After the eclipse of “community” in the late 1960s anthropology, culminating with Geertz’ quip that “anthropologists do not villages study in villages, “community” came back when Lave, and particularly Wenger’s, summarized their work on learning in everyday settings as involving “‘community’ of practices.”

I have written elsewhere why I thought it was a bad idea for Lave and Wenger to have used the term. Generations of anthropologists (and many others) have been misled by this resuscitation of a way to approaching human organization that should have remained in the past. At various times, I suggested that “polity” would be a better word to capture the overall social processes involved in setting the positions (peripheral, full, etc.) and movement. The model can easily be expanded to deal with all the mechanisms that move someone into a “legitimate” peripheral position (e.g. admission committee), prevent someone from ever being acknowledged as “full” (e.g. failure at some examination), and including other matters that remain open to investigation: for example the processes that make someone aware that one might enter into some apprenticeship (move to a different country, etc.). I sometimes toy with the idea of a kind of “accretion” disk around the internal polity that might then be treated, metaphorically, as a “black hole” (e.g. “America” for many in the world).

Having been challenged by students insisting on the continuing usefulness of “community” (and perhaps for other reasons than those who let the early Chicago sociologists and anthropologists to write about “community studies”), I realized something that came even more salient because of a recent experience with a major personal loss and that classical “community of practice” research cannot quite handle. When she first wrote about it, Lave was responding (as I put it in my last post) to cognitive psychologists and their purely cerebral theories of learning. She wanted to establish that learning is always a social process that requires the one is put in the position of “learner” even before they know anything. She, and many others, did establish, empirically, that this is the case.

However, she may have downplayed another possibility somewhat implicit in the earlier theories of community. “Community” is not only about learning, it is about support and, what I would now want to investigate, the assembly of people who are doing the support. Or rather, and much more technically, about the people “affected” by something that happens to a particular person.
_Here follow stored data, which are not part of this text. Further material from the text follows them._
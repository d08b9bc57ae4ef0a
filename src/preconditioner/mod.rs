//! Preconditioners for linear solvers.
//!
//! Local preconditioners ([`Jacobi`], [`LocalLu`]) act on one rank's
//! diagonal block through plain slices. Distributed ones ([`BlockDiagonal`],
//! [`TwoLevel`]) act on [`DistVector`](crate::distributed::DistVector)s and
//! are collective.

use crate::error::KError;

/// A preconditioner M ≈ A⁻¹.
///
/// `apply` takes the right-hand side `b` and the current iterate `x`. Local
/// preconditioners overwrite `x` with `M⁻¹·b`; corrective ones such as
/// [`TwoLevel`] improve the incoming `x`. With `x` zeroed on entry both give
/// `x = M⁻¹·b`.
pub trait Preconditioner<M, V: ?Sized> {
    /// Apply M⁻¹ to `b`, writing into `x`.
    fn apply(&self, b: &V, x: &mut V) -> Result<(), KError>;
    /// Apply M⁻ᵀ to `b`, writing into `x`.
    fn trans_apply(&self, b: &V, x: &mut V) -> Result<(), KError>;
    /// Bind the operator and (re)build any factorization from it.
    fn setup(&mut self, _a: &M) -> Result<(), KError> {
        Ok(())
    }
}

pub mod block_diagonal;
pub mod jacobi;
pub mod local_lu;
pub mod two_level;

pub use block_diagonal::BlockDiagonal;
pub use jacobi::Jacobi;
pub use local_lu::LocalLu;
pub use two_level::TwoLevel;
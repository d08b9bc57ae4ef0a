//! `LocalMatrix` for Faer dense matrices.
//!
//! A dense `faer::Mat<f64>` can serve as either block of a distributed
//! matrix. Products walk the column-major storage column by column.

use crate::core::traits::LocalMatrix;
use faer::Mat;

impl LocalMatrix for Mat<f64> {
    fn nrows(&self) -> usize {
        self.nrows()
    }

    fn ncols(&self) -> usize {
        self.ncols()
    }

    fn get(&self, i: usize, j: usize) -> f64 {
        self[(i, j)]
    }

    fn set(&mut self, i: usize, j: usize, value: f64) {
        self[(i, j)] = value;
    }

    fn add(&mut self, i: usize, j: usize, value: f64) {
        self[(i, j)] += value;
    }

    fn mult_add(&self, alpha: f64, x: &[f64], y: &mut [f64]) {
        assert_eq!(self.ncols(), x.len(), "Input vector x has incorrect length");
        assert_eq!(self.nrows(), y.len(), "Output vector y has incorrect length");
        for j in 0..self.ncols() {
            let xj = alpha * x[j];
            if xj == 0.0 {
                continue;
            }
            for i in 0..self.nrows() {
                y[i] += self[(i, j)] * xj;
            }
        }
    }

    fn trans_mult_add(&self, alpha: f64, x: &[f64], y: &mut [f64]) {
        assert_eq!(self.nrows(), x.len(), "Input vector x has incorrect length");
        assert_eq!(self.ncols(), y.len(), "Output vector y has incorrect length");
        for j in 0..self.ncols() {
            let mut sum = 0.0;
            for i in 0..self.nrows() {
                sum += self[(i, j)] * x[i];
            }
            y[j] += alpha * sum;
        }
    }

    fn for_each_nonzero<F: FnMut(usize, usize, f64)>(&self, mut f: F) {
        for j in 0..self.ncols() {
            for i in 0..self.nrows() {
                let v = self[(i, j)];
                if v != 0.0 {
                    f(i, j, v);
                }
            }
        }
    }

    fn map_nonzeros<F: FnMut(usize, usize, f64) -> f64>(&mut self, mut f: F) {
        for j in 0..self.ncols() {
            for i in 0..self.nrows() {
                let v = self[(i, j)];
                if v != 0.0 {
                    self[(i, j)] = f(i, j, v);
                }
            }
        }
    }

    fn zero(&mut self) {
        *self = Mat::zeros(self.nrows(), self.ncols());
    }
}
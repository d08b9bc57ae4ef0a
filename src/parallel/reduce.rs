//! Element-wise reduction operators.
//!
//! A [`ReduceOp`] names the combine function; [`Reducible`] supplies the
//! identity and the combine step per element type, so the collective layer
//! never inspects element types at run time.

use crate::error::{KError, Result};
use num_traits::{Bounded, Float, One, Zero};
use std::fmt;

/// Associative combine operator applied element-wise across ranks.
#[derive(Debug, Clone, Copy, PartialEq, Eq, Hash)]
pub enum ReduceOp {
    /// Element-wise sum.
    Sum,
    /// Element-wise product.
    Prod,
    /// Element-wise minimum.
    Min,
    /// Element-wise maximum.
    Max,
    /// Logical (bool) or bitwise (integer) and.
    And,
    /// Logical (bool) or bitwise (integer) or.
    Or,
}

impl fmt::Display for ReduceOp {
    fn fmt(&self, f: &mut fmt::Formatter<'_>) -> fmt::Result {
        f.write_str(match self {
            ReduceOp::Sum => "sum",
            ReduceOp::Prod => "prod",
            ReduceOp::Min => "min",
            ReduceOp::Max => "max",
            ReduceOp::And => "and",
            ReduceOp::Or => "or",
        })
    }
}

/// Element types that can take part in a reduction.
pub trait Reducible: Copy + Send + 'static {
    /// Whether `op` is defined for this element type.
    fn supports(op: ReduceOp) -> bool;
    /// Neutral element of `op`.
    fn identity(op: ReduceOp) -> Self;
    /// Combine two elements. Only called for supported operators.
    fn combine(a: Self, b: Self, op: ReduceOp) -> Self;
}

macro_rules! impl_reducible {
    (int: $($ty:ty),*) => {
        $(
            impl Reducible for $ty {
                #[inline]
                fn supports(_op: ReduceOp) -> bool {
                    true
                }
                #[inline]
                fn identity(op: ReduceOp) -> Self {
                    match op {
                        ReduceOp::Sum | ReduceOp::Or => <$ty as Zero>::zero(),
                        ReduceOp::Prod => <$ty as One>::one(),
                        ReduceOp::Min => <$ty as Bounded>::max_value(),
                        ReduceOp::Max => <$ty as Bounded>::min_value(),
                        ReduceOp::And => !<$ty as Zero>::zero(),
                    }
                }
                #[inline]
                fn combine(a: Self, b: Self, op: ReduceOp) -> Self {
                    match op {
                        ReduceOp::Sum => a.wrapping_add(b),
                        ReduceOp::Prod => a.wrapping_mul(b),
                        ReduceOp::Min => a.min(b),
                        ReduceOp::Max => a.max(b),
                        ReduceOp::And => a & b,
                        ReduceOp::Or => a | b,
                    }
                }
            }
        )*
    };
    (float: $($ty:ty),*) => {
        $(
            impl Reducible for $ty {
                #[inline]
                fn supports(op: ReduceOp) -> bool {
                    !matches!(op, ReduceOp::And | ReduceOp::Or)
                }
                #[inline]
                fn identity(op: ReduceOp) -> Self {
                    match op {
                        ReduceOp::Sum | ReduceOp::And | ReduceOp::Or => <$ty as Zero>::zero(),
                        ReduceOp::Prod => <$ty as One>::one(),
                        ReduceOp::Min => <$ty as Float>::infinity(),
                        ReduceOp::Max => <$ty as Float>::neg_infinity(),
                    }
                }
                #[inline]
                fn combine(a: Self, b: Self, op: ReduceOp) -> Self {
                    match op {
                        ReduceOp::Sum => a + b,
                        ReduceOp::Prod => a * b,
                        // NaN wins
                        _ if a.is_nan() || b.is_nan() => <$ty as Float>::nan(),
                        ReduceOp::Min => a.min(b),
                        ReduceOp::Max => a.max(b),
                        ReduceOp::And | ReduceOp::Or => a,
                    }
                }
            }
        )*
    };
}

impl_reducible!(int: i8, i16, i32, i64, isize, u8, u16, u32, u64, usize);
impl_reducible!(float: f32, f64);

// bool behaves as {0, 1}: sum and max saturate to or, product and min to and.
impl Reducible for bool {
    #[inline]
    fn supports(_op: ReduceOp) -> bool {
        true
    }
    #[inline]
    fn identity(op: ReduceOp) -> Self {
        matches!(op, ReduceOp::Prod | ReduceOp::Min | ReduceOp::And)
    }
    #[inline]
    fn combine(a: Self, b: Self, op: ReduceOp) -> Self {
        match op {
            ReduceOp::Sum | ReduceOp::Max | ReduceOp::Or => a || b,
            ReduceOp::Prod | ReduceOp::Min | ReduceOp::And => a && b,
        }
    }
}

/// Reject operators that are undefined for `T` before any communication.
pub fn check_supported<T: Reducible>(op: ReduceOp) -> Result<()> {
    if T::supports(op) {
        Ok(())
    } else {
        Err(KError::Unsupported("bitwise reduction on floating-point data"))
    }
}

/// Fold `contribution` into `acc` element-wise.
pub fn fold<T: Reducible>(op: ReduceOp, acc: &mut [T], contribution: &[T]) {
    for (a, &c) in acc.iter_mut().zip(contribution) {
        *a = T::combine(*a, c, op);
    }
}

/// Reduce per-rank contributions in rank order 0..P.
///
/// The result is seeded with the identity and every contribution is folded
/// in ascending rank order, so floating-point results depend only on the
/// rank order and never on arrival order.
pub fn reduce_in_rank_order<'a, T, I>(op: ReduceOp, len: usize, parts: I) -> Vec<T>
where
    T: Reducible,
    I: IntoIterator<Item = &'a [T]>,
{
    let mut acc = vec![T::identity(op); len];
    for part in parts {
        fold(op, &mut acc, part);
    }
    acc
}
//! Block-distributed vectors and matrices over a [`Channel`](crate::parallel::Channel).

pub mod halo;
pub mod matrix;
pub mod ownership;
pub mod vector;

pub use halo::{HaloExchange, PendingExchange};
pub use matrix::{DistMatrix, Split};
pub use ownership::Ownership;
pub use vector::DistVector;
They are the people who may then return something—in the sense that a personal tragedy is also a “gift” that requires a response by at least some. This response may involve, in the case of someone dying, bringing food, attending a wake, making a donation (in some traditions in the United States), or may other matters in other traditions (“culture”).

This opens a wide range of re-interpreted research questions. Most simply perhaps, who would be the “some” who must respond? And what should be the nature of the response? How far can an initial event resonate? As one student asked when I presented an earlier version of this: what is the place of institutions in these responses?

Possible lines of investigation: I have never read the social psychological literature that has used the phrase “significant others” but it has always allowed me to think more specifically about human relationships. First, I take “signification” here in the structural sense (see Bateson 1972: 381) where it refers to anything that makes a difference. In very brief then, a person’s significant others are those who, if something happens to the person, must respond personally in some ways that might make a difference in the future of the interaction. One should check here how this may be treated in the literature on family therapy.

A parent, a spouse, a child, are prime examples to the extent that anything that happens to anyone of them will impact on of them but not necessarily in the same way The response, and its extent within some assembly, are then a sign of who are these “others” and the weight of their significance.

That all of this is going to be observable (though perhaps difficult to do) is not problematic. What are the methods to use for the observations is the difficult thing since we need to escape imagining what is to be observed (I am here invoking Garfinkel). The danger is to define ahead of the research the boundaries of some units assumed to carry significance, of the roles and relationships that may be most significant. Much on the writing about “the family” (and the “community”) have fallen for this and must now be used with the greatest care unless we reproduce what earlier critics did successfully challenge.

The genius of ethnography is specifically that we do not have to do that. So, what do I suggest be done?

In this case I’d start with an individual at a moment of stress. For ethical reason, this stress may be minor (e.g. a tooth ache, college admission or graduation, etc.) but sufficient to trigger some response from some people. Tracing the network of the responders, and the intensity of their response becomes the ethnographic goal.

See also my post on the “end of a community”
For example, let’s say that husband has a tooth ache and mentions it to wife and they discuss what to do next. One can imagine that this will not lead to much of a response from, say, their small children. Whether it affects their adult children may depend on the their age and other matters. If the husband/wife are quite aged, a toothache might require one of the children to, for example, drive them to the dentist. At another extreme, if a president gets killed (as happened to Kennedy) then millions may be affected, but would probably lead to other responses than if this happens to a close relative.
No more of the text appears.